Ms. Johns wrote a letter to the Division questioning the accuracy of the information contained in the revised Estimate of Benefit form. Doug Cherry, the Benefits Administrator for the Division's Bureau of Retirement Calculations, advised Ms. Johns in a letter dated October 9, 2002, that, according to the Division's records, the date on which she first became eligible for normal retirement and the DROP was October 1, 2001. Mr. Cherry also stated in his letter that, because her application for the DROP had been received in May 2002, she would be eligible for the DROP effective May 1,
2002, rather than July 1, 2002, as she had specified in her application.
When determining a person's membership in the FRS, the Division looks to the law in effect at the time the service was rendered. When Ms. Johns began her service with the Broward County School Board in October 1971, Section 121.051, Florida Statutes (1971), provided:
COMPULSORY PARTICIPATION.--
The provisions of this law [the Florida retirement system act] shall be compulsory as to all officers and employees who are employed on or after December 1, 1970, of an employer other than those referred to in paragraph (2)(b),[3] and each officer or employee, as a condition of employment, shall become a member of the system as of his date of employment.

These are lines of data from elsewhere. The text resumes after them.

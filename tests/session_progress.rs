//! Integration tests for session orchestration and persisted progress,
//! including the on-disk JSON save file.

use mushman::{
    parse_corpus, Direction, FailureReason, GameSession, JsonFileStore, LevelDefinition,
    MemoryStore, Outcome,
};
use tempfile::tempdir;

fn corpus() -> Vec<LevelDefinition> {
    parse_corpus("Alpha\none\nws  e\nBeta\ntwo\nws e\n")
}

#[test]
fn test_best_score_only_improves_on_strictly_fewer_moves() {
    let mut session = GameSession::new(corpus(), Box::new(MemoryStore::new())).unwrap();

    // A wasteful first clear: one step of backtracking, five moves total.
    for direction in [
        Direction::Right,
        Direction::Left,
        Direction::Right,
        Direction::Right,
    ] {
        session.attempt_move(direction);
    }
    assert_eq!(
        session.attempt_move(Direction::Right),
        Outcome::LevelComplete {
            new_best: true,
            previous_best: None
        }
    );

    // A clean three-move clear beats it.
    session.reset_current_level();
    session.attempt_move(Direction::Right);
    session.attempt_move(Direction::Right);
    assert_eq!(
        session.attempt_move(Direction::Right),
        Outcome::LevelComplete {
            new_best: true,
            previous_best: Some(5)
        }
    );

    // Matching the best is not beating it.
    session.reset_current_level();
    session.attempt_move(Direction::Right);
    session.attempt_move(Direction::Right);
    assert_eq!(
        session.attempt_move(Direction::Right),
        Outcome::LevelComplete {
            new_best: false,
            previous_best: Some(3)
        }
    );

    let snapshot = session.snapshot();
    assert_eq!(snapshot.best_moves, Some(3));
    assert!(snapshot.completed_before);
}

#[test]
fn test_failed_attempts_record_nothing() {
    let levels = parse_corpus("Pit\nx\nws he\n");
    let mut session = GameSession::new(levels, Box::new(MemoryStore::new())).unwrap();

    assert_eq!(session.attempt_move(Direction::Right), Outcome::Moved);
    assert_eq!(
        session.attempt_move(Direction::Right),
        Outcome::LevelFailed(FailureReason::FellIntoHole)
    );
    assert_eq!(session.snapshot().best_moves, None);
    assert!(!session.snapshot().completed_before);

    // Moves after the loss are swallowed until a reset.
    assert_eq!(session.attempt_move(Direction::Right), Outcome::None);
    session.reset_current_level();
    assert_eq!(session.attempt_move(Direction::Right), Outcome::Moved);
}

#[test]
fn test_save_file_round_trips_between_sessions() {
    let dir = tempdir().unwrap();
    let path = dir.path().join("save.json");

    {
        let store = JsonFileStore::open(&path);
        let mut session = GameSession::new(corpus(), Box::new(store)).unwrap();
        session.attempt_move(Direction::Right);
        session.attempt_move(Direction::Right);
        assert!(matches!(
            session.attempt_move(Direction::Right),
            Outcome::LevelComplete { .. }
        ));
        assert!(session.advance_level());
    }
    assert!(path.exists());

    let store = JsonFileStore::open(&path);
    let mut session = GameSession::new(corpus(), Box::new(store)).unwrap();
    assert_eq!(session.current_level(), 1, "session should resume at Beta");

    session.load_level(0);
    let snapshot = session.snapshot();
    assert_eq!(snapshot.best_moves, Some(3));
    assert!(snapshot.completed_before);
}

#[test]
fn test_corrupt_save_file_degrades_to_fresh_progress() {
    let dir = tempdir().unwrap();
    let path = dir.path().join("save.json");
    std::fs::write(&path, "{ this is not json").unwrap();

    let store = JsonFileStore::open(&path);
    let mut session = GameSession::new(corpus(), Box::new(store)).unwrap();
    assert_eq!(session.current_level(), 0);
    assert_eq!(session.snapshot().best_moves, None);

    session.attempt_move(Direction::Right);
    session.attempt_move(Direction::Right);
    session.attempt_move(Direction::Right);
    drop(session);

    // The rewritten file is valid again for the next session.
    let session = GameSession::new(corpus(), Box::new(JsonFileStore::open(&path))).unwrap();
    assert_eq!(session.snapshot().best_moves, Some(3));
}
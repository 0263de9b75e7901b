//! # Engine Module
//!
//! Turn resolution for a single level attempt. One call to
//! [`LevelState::attempt_move`] runs the whole pipeline for a move: the
//! jellybean push pre-step, the passability check, the move itself, and the
//! interaction with whatever occupies the destination cell, including bomb
//! blasts, gun projectiles, and chained teleporter transits.
//!
//! The engine is deterministic and performs no I/O. Rule violations are
//! never `Err`: a blocked move is a [`StepResult::Rejected`], a lost level
//! is a [`StepResult::Failed`].

use crate::config;
use crate::game::{Direction, GridStore, Inventory, Position, Tile, TileKind};
use crate::levels::LevelDefinition;
use log::{debug, warn};
use serde::{Deserialize, Serialize};

/// Why a level attempt was lost.
#[derive(Debug, Clone, Copy, PartialEq, Eq, Hash, Serialize, Deserialize)]
pub enum FailureReason {
    /// Stepped into a hole with no cement left
    FellIntoHole,
    /// Entered water with no oxygen left
    Drowned,
    /// A blast or projectile destroyed dynamite
    DynamiteDestroyed,
    /// The last exit was destroyed
    ExitDestroyed,
}

impl std::fmt::Display for FailureReason {
    fn fmt(&self, f: &mut std::fmt::Formatter<'_>) -> std::fmt::Result {
        let text = match self {
            FailureReason::FellIntoHole => "fell into a hole",
            FailureReason::Drowned => "drowned",
            FailureReason::DynamiteDestroyed => "dynamite destroyed",
            FailureReason::ExitDestroyed => "exit destroyed",
        };
        write!(f, "{text}")
    }
}

/// Whether the current attempt is still playable.
#[derive(Debug, Clone, Copy, PartialEq, Eq, Serialize, Deserialize)]
pub enum AttemptStatus {
    /// Moves are accepted
    Active,
    /// The exit was reached
    Complete,
    /// The attempt was lost
    Failed(FailureReason),
}

/// What a single [`LevelState::attempt_move`] call did.
#[derive(Debug, Clone, Copy, PartialEq, Eq, Serialize, Deserialize)]
pub enum StepResult {
    /// The attempt is already over, nothing happened
    Ignored,
    /// The move was blocked, nothing happened
    Rejected,
    /// The player moved
    Moved,
    /// The player moved and the inventory changed
    ResourceChanged,
    /// The player reached the exit
    Completed,
    /// The move lost the level
    Failed(FailureReason),
}

/// The full mutable state of one level attempt.
///
/// Built fresh from a [`LevelDefinition`] on every load or reset. The
/// player is a coordinate, not a grid tile, so blasts cannot remove it and
/// the one-entity-per-cell rule never has to reason about it.
///
/// # Examples
///
/// ```
/// use mushman::{parse_corpus, Direction, LevelState, StepResult};
///
/// let levels = parse_corpus("Tiny\nnobody\nwsew");
/// let mut state = LevelState::from_definition(&levels[0]);
///
/// assert_eq!(state.attempt_move(Direction::Right), StepResult::Completed);
/// assert_eq!(state.moves(), 1);
/// ```
#[derive(Debug, Clone)]
pub struct LevelState {
    grid: GridStore,
    inventory: Inventory,
    player: Option<Position>,
    moves: u32,
    status: AttemptStatus,
}

impl LevelState {
    /// Builds the starting state for a level.
    ///
    /// The `player-start` cell becomes the player coordinate and stays out
    /// of the grid. When a definition carries several start cells the last
    /// one in reading order wins; with none the level loads playerless and
    /// ignores every move.
    pub fn from_definition(definition: &LevelDefinition) -> Self {
        let mut grid = GridStore::new(definition.width(), definition.height());
        let mut player = None;

        for (y, row) in definition.rows.iter().enumerate() {
            for (x, cell) in row.iter().enumerate() {
                let Some(tile) = cell else { continue };
                let position = Position::new(x as i32, y as i32);
                if tile.kind == TileKind::PlayerStart {
                    player = Some(position);
                } else {
                    grid.put(position, *tile);
                }
            }
        }

        if player.is_none() {
            warn!(
                "level '{}' has no player start, every move will be ignored",
                definition.title
            );
        }

        Self {
            grid,
            inventory: Inventory::default(),
            player,
            moves: 0,
            status: AttemptStatus::Active,
        }
    }

    /// The level grid.
    pub fn grid(&self) -> &GridStore {
        &self.grid
    }

    /// Resources collected so far in this attempt.
    pub fn inventory(&self) -> Inventory {
        self.inventory
    }

    /// Current player cell, `None` when the level has no start.
    pub fn player(&self) -> Option<Position> {
        self.player
    }

    /// Moves accepted so far in this attempt.
    pub fn moves(&self) -> u32 {
        self.moves
    }

    /// Whether the attempt is active, complete, or lost.
    pub fn status(&self) -> AttemptStatus {
        self.status
    }

    /// Resolves one player move.
    ///
    /// Pipeline, in order: a jellybean on the destination is pushed one
    /// cell (into empty space only), the destination is checked for
    /// passability, the player moves and the move counter increments, and
    /// finally the destination tile's interaction runs. Rejected moves
    /// leave the state untouched and cost no move.
    pub fn attempt_move(&mut self, direction: Direction) -> StepResult {
        if self.status != AttemptStatus::Active {
            return StepResult::Ignored;
        }
        let Some(player) = self.player else {
            return StepResult::Ignored;
        };
        let target = player.step(direction);

        if self.grid.kind_at(target) == Some(TileKind::Jellybean) {
            let beyond = target.step(direction);
            if self.grid.relocate(target, beyond).is_err() {
                return StepResult::Rejected;
            }
        }

        if !self.can_enter(target) {
            return StepResult::Rejected;
        }

        self.player = Some(target);
        self.moves += 1;

        let inventory_before = self.inventory;
        self.resolve_interaction(target, direction, 0);

        match self.status {
            AttemptStatus::Complete => StepResult::Completed,
            AttemptStatus::Failed(reason) => StepResult::Failed(reason),
            AttemptStatus::Active => {
                if self.inventory != inventory_before {
                    StepResult::ResourceChanged
                } else {
                    StepResult::Moved
                }
            }
        }
    }

    /// Whether the player may step onto `target` right now.
    ///
    /// Walls, reinforced walls, dynamite, and jellybeans always block.
    /// Locks block without a key, guards block without a coin. Holes and
    /// water are always enterable; their cost is paid on entry. A linked
    /// teleporter blocks only when its partner's ejection cell is blocked.
    pub fn can_enter(&self, target: Position) -> bool {
        let Some(tile) = self.grid.get(target) else {
            return true;
        };
        if tile.kind == TileKind::Portal {
            return self.portal_exit_open(target, tile);
        }
        !self.entry_blocked(tile)
    }

    fn entry_blocked(&self, tile: Tile) -> bool {
        match tile.kind {
            TileKind::Wall
            | TileKind::Impenetrable
            | TileKind::Dynamite
            | TileKind::Jellybean => true,
            TileKind::Lock => self.inventory.keys == 0,
            TileKind::Guard => self.inventory.currency == 0,
            _ => false,
        }
    }

    /// A pad with no link or no partner is inert floor and always open.
    fn portal_exit_open(&self, position: Position, tile: Tile) -> bool {
        let Some(link) = tile.portal else {
            return true;
        };
        let Some((partner, partner_link)) = self.grid.portal_partner(link.pair, position) else {
            return true;
        };
        let exit = partner.step(partner_link.direction);
        match self.grid.get(exit) {
            None => true,
            Some(exit_tile) => !self.entry_blocked(exit_tile),
        }
    }

    /// Runs the interaction for the cell the player just landed on.
    ///
    /// `hops` counts chained teleporter transits within this one move.
    fn resolve_interaction(&mut self, position: Position, direction: Direction, hops: u32) {
        let Some(tile) = self.grid.get(position) else {
            return;
        };

        match tile.kind {
            TileKind::Key => {
                self.grid.remove(position);
                self.inventory.keys += 1;
            }
            TileKind::Currency => {
                self.grid.remove(position);
                self.inventory.currency += 1;
            }
            TileKind::Cement => {
                self.grid.remove(position);
                self.inventory.cement += 1;
            }
            TileKind::Oxygen => {
                self.grid.remove(position);
                self.inventory.oxygen += config::OXYGEN_PER_TANK;
            }
            TileKind::Lock => {
                self.grid.remove(position);
                self.inventory.keys = self.inventory.keys.saturating_sub(1);
            }
            TileKind::Guard => {
                self.grid.remove(position);
                self.inventory.currency = self.inventory.currency.saturating_sub(1);
            }
            TileKind::Hole => {
                if self.inventory.cement > 0 {
                    self.inventory.cement -= 1;
                    self.grid.remove(position);
                } else {
                    self.status = AttemptStatus::Failed(FailureReason::FellIntoHole);
                }
            }
            TileKind::Water => {
                // The water stays either way.
                if self.inventory.oxygen > 0 {
                    self.inventory.oxygen -= 1;
                } else {
                    self.status = AttemptStatus::Failed(FailureReason::Drowned);
                }
            }
            TileKind::Bomb => {
                let destroyed = self.explode(position, false);
                debug!(
                    "bomb at ({}, {}) destroyed {} tiles",
                    position.x,
                    position.y,
                    destroyed.len()
                );
                self.check_destruction(&destroyed);
            }
            TileKind::Gun => {
                self.fire_projectile(position, direction);
                self.grid.remove(position);
            }
            TileKind::Exit => {
                self.grid.remove(position);
                self.status = AttemptStatus::Complete;
            }
            TileKind::Portal => {
                let Some(link) = tile.portal else { return };
                let Some((partner, partner_link)) = self.grid.portal_partner(link.pair, position)
                else {
                    return;
                };
                if hops >= config::MAX_PORTAL_HOPS {
                    debug!("teleporter chain cut off after {hops} transits");
                    return;
                }
                let landing = partner.step(partner_link.direction);
                self.player = Some(landing);
                self.resolve_interaction(landing, partner_link.direction, hops + 1);
            }
            _ => {}
        }
    }

    /// Detonates a blast centered on `center`.
    ///
    /// The center tile is removed, then the 8 surrounding tiles go as one
    /// batch. Reinforced walls survive unless `destroys_impenetrable` is
    /// set. A destroyed linked teleporter takes its partner pad with it,
    /// wherever that pad sits. Bombs caught in the batch are destroyed,
    /// never detonated. Returns the destroyed surrounding tiles.
    pub fn explode(&mut self, center: Position, destroys_impenetrable: bool) -> Vec<Tile> {
        self.grid.remove(center);

        let mut targets: Vec<Position> = Vec::new();
        for neighbor in center.adjacent_positions() {
            let Some(tile) = self.grid.get(neighbor) else {
                continue;
            };
            if tile.kind == TileKind::Impenetrable && !destroys_impenetrable {
                continue;
            }
            targets.push(neighbor);
        }

        let mut partners: Vec<Position> = Vec::new();
        for &position in &targets {
            let Some(tile) = self.grid.get(position) else {
                continue;
            };
            if let Some(link) = tile.portal {
                if let Some((partner, _)) = self.grid.portal_partner(link.pair, position) {
                    if !targets.contains(&partner) && !partners.contains(&partner) {
                        partners.push(partner);
                    }
                }
            }
        }
        targets.extend(partners);

        let mut destroyed = Vec::new();
        for position in targets {
            if let Some(tile) = self.grid.remove(position) {
                destroyed.push(tile);
            }
        }
        destroyed
    }

    /// Fires a projectile from `origin`, which itself is never hit.
    ///
    /// The projectile flies over empty cells, is absorbed by reinforced
    /// walls, and destroys the first other tile it meets. A linked
    /// teleporter pad dies together with its partner. Leaving the level
    /// rectangle ends the flight.
    pub fn fire_projectile(&mut self, origin: Position, direction: Direction) {
        let delta = direction.to_delta();
        let mut cursor = origin + delta;

        loop {
            if !self.grid.in_bounds(cursor) {
                return;
            }
            let Some(tile) = self.grid.get(cursor) else {
                cursor = cursor + delta;
                continue;
            };
            if tile.kind == TileKind::Impenetrable {
                return;
            }

            let mut destroyed = Vec::new();
            if let Some(removed) = self.grid.remove(cursor) {
                destroyed.push(removed);
            }
            if let Some(link) = tile.portal {
                if let Some((partner, _)) = self.grid.portal_partner(link.pair, cursor) {
                    if let Some(removed) = self.grid.remove(partner) {
                        destroyed.push(removed);
                    }
                }
            }
            self.check_destruction(&destroyed);
            return;
        }
    }

    /// Applies the loss rules for a batch of destroyed tiles.
    ///
    /// Destroyed dynamite loses the level outright. Otherwise a destroyed
    /// exit loses it only when no exit remains anywhere on the grid.
    fn check_destruction(&mut self, destroyed: &[Tile]) {
        if destroyed.iter().any(|tile| tile.kind == TileKind::Dynamite) {
            self.status = AttemptStatus::Failed(FailureReason::DynamiteDestroyed);
            return;
        }
        if destroyed.iter().any(|tile| tile.kind == TileKind::Exit)
            && self.grid.find_all_of_kind(TileKind::Exit).is_empty()
        {
            self.status = AttemptStatus::Failed(FailureReason::ExitDestroyed);
        }
    }
}
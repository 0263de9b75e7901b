//! # Display Management
//!
//! Screen management and 2D graphics rendering functionality using macroquad.
//! Everything on screen is drawn from a [`Snapshot`]; the display never
//! touches the session or the engine directly.

use crate::config;
use crate::game::{AttemptStatus, Snapshot, TileKind};
use macroquad::prelude::*;

/// Left and top margin of the board area in pixels.
const BOARD_MARGIN: f32 = 20.0;

/// Macroquad display manager for the game.
///
/// Handles all 2D graphics rendering operations including the level board,
/// the info panel, and the message area.
pub struct MacroquadDisplay {
    /// Preferred tile size in pixels, shrunk to fit large levels
    pub tile_size: f32,
    /// Info panel width in pixels
    pub panel_width: f32,
    /// Message history
    pub messages: Vec<String>,
    /// Maximum number of messages to keep
    pub max_messages: usize,
}

impl Default for MacroquadDisplay {
    fn default() -> Self {
        Self::new()
    }
}

impl MacroquadDisplay {
    /// Creates a new display manager.
    ///
    /// # Examples
    ///
    /// ```
    /// use mushman::MacroquadDisplay;
    ///
    /// let display = MacroquadDisplay::new();
    /// // Display is ready for rendering
    /// ```
    pub fn new() -> Self {
        Self {
            tile_size: config::TILE_SIZE,
            panel_width: config::PANEL_WIDTH,
            messages: Vec::new(),
            max_messages: 100,
        }
    }

    /// Renders the complete game screen for one frame.
    pub fn render(&self, snapshot: &Snapshot) {
        clear_background(BLACK);

        let tile_size = self.fitted_tile_size(snapshot);
        self.render_board(snapshot, tile_size);
        self.render_panel(snapshot);
        self.render_messages();
        self.render_status_banner(snapshot);
    }

    /// Shrinks the preferred tile size until the level rectangle fits the
    /// area left of the info panel.
    fn fitted_tile_size(&self, snapshot: &Snapshot) -> f32 {
        let available_w = (screen_width() - self.panel_width - BOARD_MARGIN * 2.0).max(1.0);
        let available_h = (screen_height() - BOARD_MARGIN * 2.0 - 100.0).max(1.0);
        let max_w = available_w / snapshot.width.max(1) as f32;
        let max_h = available_h / snapshot.height.max(1) as f32;
        self.tile_size.min(max_w).min(max_h).max(4.0)
    }

    /// Renders the level board and the player marker.
    fn render_board(&self, snapshot: &Snapshot, tile_size: f32) {
        let board_w = snapshot.width as f32 * tile_size;
        let board_h = snapshot.height as f32 * tile_size;

        // Light floor backdrop so dark tiles stay visible.
        draw_rectangle(
            BOARD_MARGIN,
            BOARD_MARGIN,
            board_w,
            board_h,
            Color::from_rgba(235, 228, 210, 255),
        );

        for (position, tile) in &snapshot.tiles {
            let x = BOARD_MARGIN + position.x as f32 * tile_size;
            let y = BOARD_MARGIN + position.y as f32 * tile_size;
            draw_rectangle(x, y, tile_size, tile_size, tile_color(tile.kind));

            // A linked pad gets a lighter core so pairs read as gates.
            if tile.kind == TileKind::Portal && tile.portal.is_some() {
                draw_circle(
                    x + tile_size / 2.0,
                    y + tile_size / 2.0,
                    tile_size * 0.28,
                    Color::from_rgba(216, 128, 216, 255),
                );
            }
        }

        if let Some(player) = snapshot.player {
            draw_circle(
                BOARD_MARGIN + (player.x as f32 + 0.5) * tile_size,
                BOARD_MARGIN + (player.y as f32 + 0.5) * tile_size,
                tile_size * 0.38,
                Color::from_rgba(255, 107, 53, 255),
            );
        }
    }

    /// Renders the info panel on the right side of the screen.
    fn render_panel(&self, snapshot: &Snapshot) {
        let panel_x = screen_width() - self.panel_width + 10.0;
        let mut line_y = 30.0;
        let line_height = 22.0;

        draw_text("MUSHROOM MAN", panel_x, line_y, 28.0, WHITE);
        line_y += line_height * 2.0;

        draw_text(
            &format!(
                "Level {} of {}",
                snapshot.level_index + 1,
                snapshot.level_count
            ),
            panel_x,
            line_y,
            18.0,
            YELLOW,
        );
        line_y += line_height;

        draw_text(&snapshot.title, panel_x, line_y, 18.0, WHITE);
        line_y += line_height;

        draw_text(
            &format!("by {}", snapshot.author),
            panel_x,
            line_y,
            16.0,
            GRAY,
        );
        line_y += line_height * 2.0;

        draw_text(
            &format!("Moves: {}", snapshot.moves),
            panel_x,
            line_y,
            18.0,
            WHITE,
        );
        line_y += line_height;

        let best = match snapshot.best_moves {
            Some(best) => format!("Best: {best}"),
            None => "Best: -".to_string(),
        };
        draw_text(&best, panel_x, line_y, 18.0, WHITE);
        line_y += line_height * 2.0;

        draw_text("Inventory:", panel_x, line_y, 18.0, SKYBLUE);
        line_y += line_height;

        let inventory = snapshot.inventory;
        let counters = [
            format!("Keys: {}", inventory.keys),
            format!("Coins: {}", inventory.currency),
            format!("Cement: {}", inventory.cement),
            format!("Oxygen: {}", inventory.oxygen),
        ];
        for counter in &counters {
            draw_text(counter, panel_x, line_y, 16.0, WHITE);
            line_y += line_height;
        }
        line_y += line_height;

        draw_text("Controls:", panel_x, line_y, 18.0, GREEN);
        line_y += line_height;

        let controls = [
            "WASD/Arrow keys: Move",
            "R: Restart level",
            "N: Next level",
            "ESC/Q: Quit",
        ];
        for control in &controls {
            draw_text(control, panel_x, line_y, 16.0, WHITE);
            line_y += line_height;
        }
    }

    /// Renders the message area.
    fn render_messages(&self) {
        let message_area_y = screen_height() - 80.0;
        let message_count = 3; // Show last 3 messages
        let line_height = 18.0;

        draw_rectangle(
            0.0,
            message_area_y - 10.0,
            screen_width(),
            90.0,
            Color::new(0.0, 0.0, 0.0, 0.8),
        );

        let start_index = self.messages.len().saturating_sub(message_count);
        for (i, message) in self.messages.iter().skip(start_index).enumerate() {
            let y = message_area_y + 8.0 + i as f32 * line_height;
            draw_text(message, 10.0, y, 16.0, WHITE);
        }
    }

    /// Renders the end-of-attempt overlay when the level is over.
    fn render_status_banner(&self, snapshot: &Snapshot) {
        let (text, hint, color) = match snapshot.status {
            AttemptStatus::Active => return,
            AttemptStatus::Complete => (
                format!("Level complete in {} moves!", snapshot.moves),
                "Press N for the next level",
                GREEN,
            ),
            AttemptStatus::Failed(reason) => {
                (format!("Level lost: {reason}"), "Press R to retry", RED)
            }
        };

        let banner_y = screen_height() / 2.0 - 50.0;
        draw_rectangle(
            0.0,
            banner_y,
            screen_width(),
            100.0,
            Color::new(0.0, 0.0, 0.0, 0.75),
        );

        let title_width = measure_text(&text, None, 32, 1.0).width;
        draw_text(
            &text,
            (screen_width() - title_width) / 2.0,
            banner_y + 42.0,
            32.0,
            color,
        );

        let hint_width = measure_text(hint, None, 18, 1.0).width;
        draw_text(
            hint,
            (screen_width() - hint_width) / 2.0,
            banner_y + 74.0,
            18.0,
            WHITE,
        );
    }

    /// Adds a message to the message history.
    pub fn add_message(&mut self, message: String) {
        self.messages.push(message);

        // Keep only the most recent messages
        if self.messages.len() > self.max_messages {
            self.messages.remove(0);
        }
    }
}

/// Fill color for each tile kind.
fn tile_color(kind: TileKind) -> Color {
    match kind {
        TileKind::Wall => Color::from_rgba(139, 69, 19, 255),
        TileKind::Impenetrable => Color::from_rgba(68, 68, 68, 255),
        TileKind::PlayerStart => Color::from_rgba(255, 107, 53, 255),
        TileKind::Exit => Color::from_rgba(0, 255, 0, 255),
        TileKind::Lock => Color::from_rgba(255, 215, 0, 255),
        TileKind::Key => Color::from_rgba(255, 215, 0, 255),
        TileKind::Hole => Color::from_rgba(101, 67, 33, 255),
        TileKind::Cement => Color::from_rgba(128, 128, 128, 255),
        TileKind::Jellybean => Color::from_rgba(255, 20, 147, 255),
        TileKind::Bomb => Color::from_rgba(0, 0, 0, 255),
        TileKind::Dynamite => Color::from_rgba(255, 69, 0, 255),
        TileKind::Guard => Color::from_rgba(139, 0, 0, 255),
        TileKind::Currency => Color::from_rgba(50, 205, 50, 255),
        TileKind::Oxygen => Color::from_rgba(135, 206, 235, 255),
        TileKind::Gun => Color::from_rgba(112, 128, 144, 255),
        TileKind::Water => Color::from_rgba(0, 102, 204, 255),
        TileKind::Portal => Color::from_rgba(128, 0, 128, 255),
    }
}
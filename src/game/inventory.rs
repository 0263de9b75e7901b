//! # Inventory Module
//!
//! The four consumable resources a level attempt accumulates and spends.

use serde::{Deserialize, Serialize};

/// Resource counters for the current level attempt.
///
/// Every counter starts at zero when a level loads and is only ever changed
/// by tile interactions: pickups increment, locks, guards, holes, and water
/// decrement. Counters never go negative; running out is checked before
/// spending.
///
/// # Examples
///
/// ```
/// use mushman::Inventory;
///
/// let mut inventory = Inventory::default();
/// assert_eq!(inventory.keys, 0);
///
/// inventory.keys += 1;
/// inventory.oxygen += 3;
/// assert_ne!(inventory, Inventory::default());
/// ```
#[derive(Debug, Clone, Copy, PartialEq, Eq, Default, Serialize, Deserialize)]
pub struct Inventory {
    /// Keys for opening locks
    pub keys: u32,
    /// Coins for paying guards
    pub currency: u32,
    /// Cement bags for filling holes
    pub cement: u32,
    /// Oxygen units for crossing water
    pub oxygen: u32,
}

#[cfg(test)]
mod tests {
    use super::*;

    #[test]
    fn test_default_is_empty() {
        let inventory = Inventory::default();
        assert_eq!(inventory.keys, 0);
        assert_eq!(inventory.currency, 0);
        assert_eq!(inventory.cement, 0);
        assert_eq!(inventory.oxygen, 0);
    }

    #[test]
    fn test_copy_semantics() {
        let mut inventory = Inventory::default();
        let snapshot = inventory;
        inventory.keys += 1;
        assert_eq!(snapshot.keys, 0);
        assert_eq!(inventory.keys, 1);
    }
}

Section 121.021(11), Florida Statutes (1971), defined "officer or employee" in pertinent part as "any person receiving salary payments for work performed in a regularly established position." Section 121.021(12), Florida Statutes (1971), defined "member" in pertinent part as "any officer or employee who is covered or who becomes covered under this system in accordance with this chapter." "Regularly established position" was defined in the 1971 version of Florida Administrative Code Rule 22B-6(36) as "any position authorized in an employer's approved budget or amendments thereto for which salary funds are specifically appropriated to pay the salary of that position."
Summary
The evidence presented is sufficient to establish that Ms. Johns became a member of the FRS effective October 1, 1971, and that her normal retirement date was October 1, 2001, at which time her age was 59 years, five months.
The evidence presented is sufficient to establish that, in choosing the date on which she would enter the DROP, Ms. Johns relied on the information received from the Broward County School Board and not on the information provided by the Division.
The evidence presented is sufficient to establish that the Estimate of Benefits forms sent to Ms. Johns by the Division in February 1998 and in late December 2000, and the Member Annual Statement as of June 30, 2001, each included a statement of the exact number of years of service calculated by the Division for various dates of retirement. Ms. Johns was on notice, therefore, of an inconsistency between the Division's calculations of her years of service in the FRS and the information provided by the Broward County School Board setting her first date of employment as August 17, 1972.4
CONCLUSIONS OF LAW
The Division of Administrative Hearings has jurisdiction over the subject matter of this proceeding and of
the parties thereto pursuant to Sections 120.569 and 120.57(1), Florida Statutes (2003).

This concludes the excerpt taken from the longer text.